‘Marufu emret ve ona uyanlardan ol’

İmam Ali vasiyetinde buyurdu ki: “Sapıklık olacağından korktuğun bir yola girme. Çünkü sapma ihtimali olan yollardan kaçınmak, o korkunç yerlere girmekten daha iyidir. Marufu emret ve ona uyanlardan ol, münkeri elinle ve dilinle ortadan kaldır. Münkeri yapanlardan tüm çabanla sakın ve uzaklaş”

<‘Marufu emret ve ona uyanlardan ol’

 

TÜRK-AZ HABER / EHL-İ BEYT

İmam Ali (a.s.), Sıffin'den dönerken oğlu Hz. Hasan'a Hadirin'de yazdığı vasiyetnamesi şöyledir:

"Dünyanın benden yüz çevirmesinden, zamanın bana başkaldırmasından ve ahiretin bana yönelmesinden başkalarını değil, kendimi düşünmem, geride bıraktıklarımdan yüz çevirmem ve halkın dertleriyle dertlendiğim gibi kendi derdimin de farkına varmam gerektiğini anladım.

Bu hal heva ve hevesimden uzaklaştırdı, bana işimin gerçeğini gösterdi, böylece içinde şaka olmayan bir ciddiyete ve yalanı olmayan bir doğruluğa sürükledi. Seni kendimden bir parça olarak, belki de bütünüm olarak gördüm; hatta başına bir musibet gelse bana gelmiş gibidir, ölüm sana gelmiş olsa, bana gelmiş gibidir. Senin durumunu, kendi durumum gibi bildim ve sana sağ olsam da, dünyadan göçsem de hayatında yardımcı olması için bu mektubu yazdım...

Ey oğlum! Allah'tan korkup sakınmanı, emrine sürekli itaat etmeni, kalbini zikriyle imar etmeni, onun ipine sımsıkı sarılmanı tavsiye ederim. Eğer Allah ile arandaki bağa sımsıkı sarılacak olursan, bu bağdan daha sağlam bir bağ var mıdır?

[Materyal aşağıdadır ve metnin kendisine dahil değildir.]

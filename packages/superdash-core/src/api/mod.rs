//! HTTP/WebSocket API layer.
//!
//! Serves the dashboard WebSocket, the `/health` collaborator endpoint and
//! the `/api/config` mirror of the WS `getConfig` reply, all on the
//! configured WebSocket port. The snapshot broadcast is serialised once per
//! tick and fanned out through a broadcast channel; a slow or dead client
//! only loses its own frames.

use std::sync::Arc;

use axum::extract::State;
use axum::response::IntoResponse;
use axum::routing::get;
use axum::{Json, Router};
use serde::Serialize;
use serde_json::json;
use thiserror::Error;
use tokio::sync::broadcast;
use tokio::task::JoinHandle;
use tokio_util::sync::CancellationToken;
use tower_http::cors::CorsLayer;
use tower_http::trace::TraceLayer;

use crate::ember::EmberProvider;
use crate::events::{EmberStatus, TslStatus};
use crate::state::{DeviceConfig, DeviceState, DeviceStore, Settings};
use crate::timer::DriftFreeTimer;
use crate::tsl::TslSender;
use crate::utils::monotonic_millis;

pub mod ws;

/// Capacity of the snapshot fan-out channel; one slow consumer lagging a
/// few frames behind just skips ahead.
const BROADCAST_CHANNEL_CAPACITY: usize = 16;

/// Errors that can occur when starting or running the server.
#[derive(Debug, Error)]
pub enum ServerError {
    /// Failed to bind the WebSocket port.
    #[error("Failed to bind to port: {0}")]
    Bind(#[from] std::io::Error),
}

/// Shared application state for the API layer.
///
/// A thin wrapper over the services; all business logic lives in them.
#[derive(Clone)]
pub struct AppState {
    pub store: Arc<DeviceStore>,
    pub settings: Arc<Settings>,
    pub servers: Arc<Vec<DeviceConfig>>,
    pub ember: Arc<EmberProvider>,
    pub tsl: Arc<TslSender>,
    /// Pre-serialised `playoutStates` frames.
    pub broadcast_tx: broadcast::Sender<String>,
}

impl AppState {
    /// Creates the API state and its broadcast channel.
    #[must_use]
    pub fn new(
        store: Arc<DeviceStore>,
        settings: Arc<Settings>,
        servers: Arc<Vec<DeviceConfig>>,
        ember: Arc<EmberProvider>,
        tsl: Arc<TslSender>,
    ) -> Self {
        let (broadcast_tx, _) = broadcast::channel(BROADCAST_CHANNEL_CAPACITY);
        Self {
            store,
            settings,
            servers,
            ember,
            tsl,
            broadcast_tx,
        }
    }
}

// ─────────────────────────────────────────────────────────────────────────────
// Payloads
// ─────────────────────────────────────────────────────────────────────────────

/// Protocol status block in every snapshot frame.
#[derive(Debug, Clone, Serialize)]
#[serde(rename_all = "camelCase")]
pub struct ProtocolStatus {
    pub ember_plus: EmberStatus,
    pub tsl_umd: TslStatus,
}

/// The `playoutStates` frame sent to every dashboard client.
#[derive(Debug, Serialize)]
#[serde(rename_all = "camelCase")]
struct PlayoutStates<'a> {
    #[serde(rename = "type")]
    kind: &'static str,
    /// Monotonic milliseconds, not wall clock.
    timestamp: u64,
    data: &'a [DeviceState],
    protocols: ProtocolStatus,
}

/// Serialises one complete snapshot frame.
#[must_use]
pub fn playout_states_frame(state: &AppState) -> String {
    let devices = state.store.snapshot();
    let frame = PlayoutStates {
        kind: "playoutStates",
        timestamp: monotonic_millis(),
        data: &devices,
        protocols: ProtocolStatus {
            ember_plus: state.ember.status(),
            tsl_umd: state.tsl.status(),
        },
    };
    // DeviceState and the status blocks contain no non-serialisable values.
    serde_json::to_string(&frame).unwrap_or_else(|e| {
        log::error!("[WS] Failed to serialise snapshot: {e}");
        String::from("{\"type\":\"playoutStates\",\"data\":[]}")
    })
}

/// Builds the `config` reply shared by the WS `getConfig` message and
/// `GET /api/config`.
#[must_use]
pub fn config_frame(state: &AppState) -> serde_json::Value {
    json!({
        "type": "config",
        "data": {
            "settings": &*state.settings,
            "servers": &*state.servers,
        }
    })
}

// ─────────────────────────────────────────────────────────────────────────────
// Router
// ─────────────────────────────────────────────────────────────────────────────

/// Builds the router: WebSocket upgrade plus the HTTP collaborator
/// endpoints.
#[must_use]
pub fn create_router(state: AppState) -> Router {
    Router::new()
        .route("/ws", get(ws::ws_handler))
        .route("/health", get(health_handler))
        .route("/api/config", get(config_handler))
        .layer(CorsLayer::permissive())
        .layer(TraceLayer::new_for_http())
        .with_state(state)
}

async fn health_handler(State(state): State<AppState>) -> impl IntoResponse {
    let devices = state.store.snapshot();
    let connected = devices.iter().filter(|d| d.connected).count();
    Json(json!({
        "status": "ok",
        "devices": {
            "total": devices.len(),
            "connected": connected,
        },
        "protocols": ProtocolStatus {
            ember_plus: state.ember.status(),
            tsl_umd: state.tsl.status(),
        },
    }))
}

async fn config_handler(State(state): State<AppState>) -> impl IntoResponse {
    Json(config_frame(&state))
}

/// Binds the WebSocket port and serves until the task is aborted.
pub async fn start_server(state: AppState) -> Result<(), ServerError> {
    let port = state.settings.web_socket_port;
    let addr = std::net::SocketAddr::from(([0, 0, 0, 0], port));
    let listener = tokio::net::TcpListener::bind(&addr).await?;
    log::info!("[WS] Server listening on http://0.0.0.0:{port}");
    let app = create_router(state);
    axum::serve(listener, app).await?;
    Ok(())
}

/// Spawns the drift-free snapshot broadcast loop.
#[must_use]
pub fn spawn_broadcast_loop(state: AppState, cancel: CancellationToken) -> JoinHandle<()> {
    let period = std::time::Duration::from_millis(state.settings.update_interval_ms.max(1));
    tokio::spawn(async move {
        let mut timer = DriftFreeTimer::new(period);
        loop {
            tokio::select! {
                _ = cancel.cancelled() => break,
                _ = timer.tick() => {}
            }
            // Serialise once per tick; receivers just clone the string.
            let frame = playout_states_frame(&state);
            // No receivers is fine; clients may all be gone.
            let _ = state.broadcast_tx.send(frame);
        }
        log::debug!("[WS] Broadcast loop stopped");
    })
}

#[cfg(test)]
mod tests {
    use super::*;
    use crate::state::DeviceKind;

    async fn test_state() -> AppState {
        let settings = Arc::new(Settings::default());
        let servers = Arc::new(vec![DeviceConfig {
            id: 1,
            name: "HD".to_string(),
            kind: DeviceKind::Hyperdeck,
            ip: "10.0.0.1".to_string(),
            port: None,
            framerate: None,
        }]);
        let store = Arc::new(DeviceStore::from_config(&servers, &settings));
        let ember = EmberProvider::new("127.0.0.1".to_string(), 0);
        let tsl = Arc::new(TslSender::new(0, Vec::new()));
        AppState::new(store, settings, servers, ember, tsl)
    }

    #[tokio::test]
    async fn snapshot_frame_has_expected_shape() {
        let state = test_state().await;
        let frame = playout_states_frame(&state);
        let value: serde_json::Value = serde_json::from_str(&frame).unwrap();
        assert_eq!(value["type"], "playoutStates");
        assert!(value["timestamp"].is_u64());
        assert_eq!(value["data"].as_array().unwrap().len(), 1);
        assert_eq!(value["data"][0]["state"], "offline");
        assert!(value["protocols"]["emberPlus"]["port"].is_u64());
        assert!(value["protocols"]["tslUmd"]["deviceCount"].is_u64());
    }

    #[tokio::test]
    async fn config_frame_mirrors_settings_and_servers() {
        let state = test_state().await;
        let value = config_frame(&state);
        assert_eq!(value["type"], "config");
        assert_eq!(value["data"]["servers"][0]["type"], "hyperdeck");
        assert_eq!(value["data"]["settings"]["emberPlusPort"], 9000);
    }

    #[tokio::test(start_paused = true)]
    async fn broadcast_loop_publishes_frames() {
        let state = test_state().await;
        let mut rx = state.broadcast_tx.subscribe();
        let cancel = CancellationToken::new();
        let task = spawn_broadcast_loop(state, cancel.clone());

        tokio::time::advance(std::time::Duration::from_millis(1001)).await;
        let frame = tokio::time::timeout(std::time::Duration::from_secs(1), rx.recv())
            .await
            .expect("tick should publish")
            .unwrap();
        assert!(frame.contains("playoutStates"));

        cancel.cancel();
        let _ = task.await;
    }
}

Kalbine öğütle hayat ver, zühd ile öldür, yakîni imanla kuvvetlendir, hikmetle nurlandır; ölümü zikrederek zelil kıl, yok olacağını ikrar ettir, dünyanın feci olaylarıyla basiret sahibi kıl, onu zamanın saldırısından, günlerin, gecelerin geçmesiyle oluşan kötülüklerden koru. Ona geçmişlerin haberlerini arz et ve senden öncekilerin başına gelenleri hatırlat, onların diyarlarında ve bıraktıkları eserler arasında gez, dikkatle bak! Ne yapmışlar, nereden göçüp ayrılmışlar ve nereye yerleşip konaklamışlar.

Muhakkak kendi dostlarından ayrıldıklarını, diyar-ı gurbete göçtüklerini göreceksin. Az bir zaman sonra, sen de aynı onlardan biri gibi olacaksın. Öyleyse konağını (ölümden sonraki yerini) ıslah et; ahiretini dünya karşılığında satma. Bilmediğin şey hakkında konuşmayı, üzerine düşmediği halde söz söylemeyi terk et.

Sapıklık olacağından korktuğun bir yola girme. Çünkü sapma ihtimali olan yollardan kaçınmak, o korkunç yerlere girmekten daha iyidir. Marufu emret ve ona uyanlardan ol, münkeri elinle ve dilinle ortadan kaldır. Münkeri yapanlardan tüm çabanla sakın ve uzaklaş.

Allah yolunda hakkıyla cihat et. Hiçbir kınayıcının kınaması, seni O'nun yolundan alıkoymasın. Nerede olursa olsun Allah için zorluklara katlan, dinini güzel öğren. Kendini zorluklara karşı sabretmeye alıştır. Bütün işlerinde Rabbine sığın; böylece, tam bir sığınağa, güçlü bir koruyucuya sığınmış olursun. Bir şey istersen sadece Rabbinden iste çünkü vermek de vermemek de O'nun elindedir. Hayrı çok iste, vasiyetimi iyice anla ve sakın yüz çevirme. Çünkü sözün hayırlısı faydalı olanıdır. Fayda vermeyen ilimde hayır olmadığını bil. Faydalanılmayan bilgi öğrenilmeye layık değildir."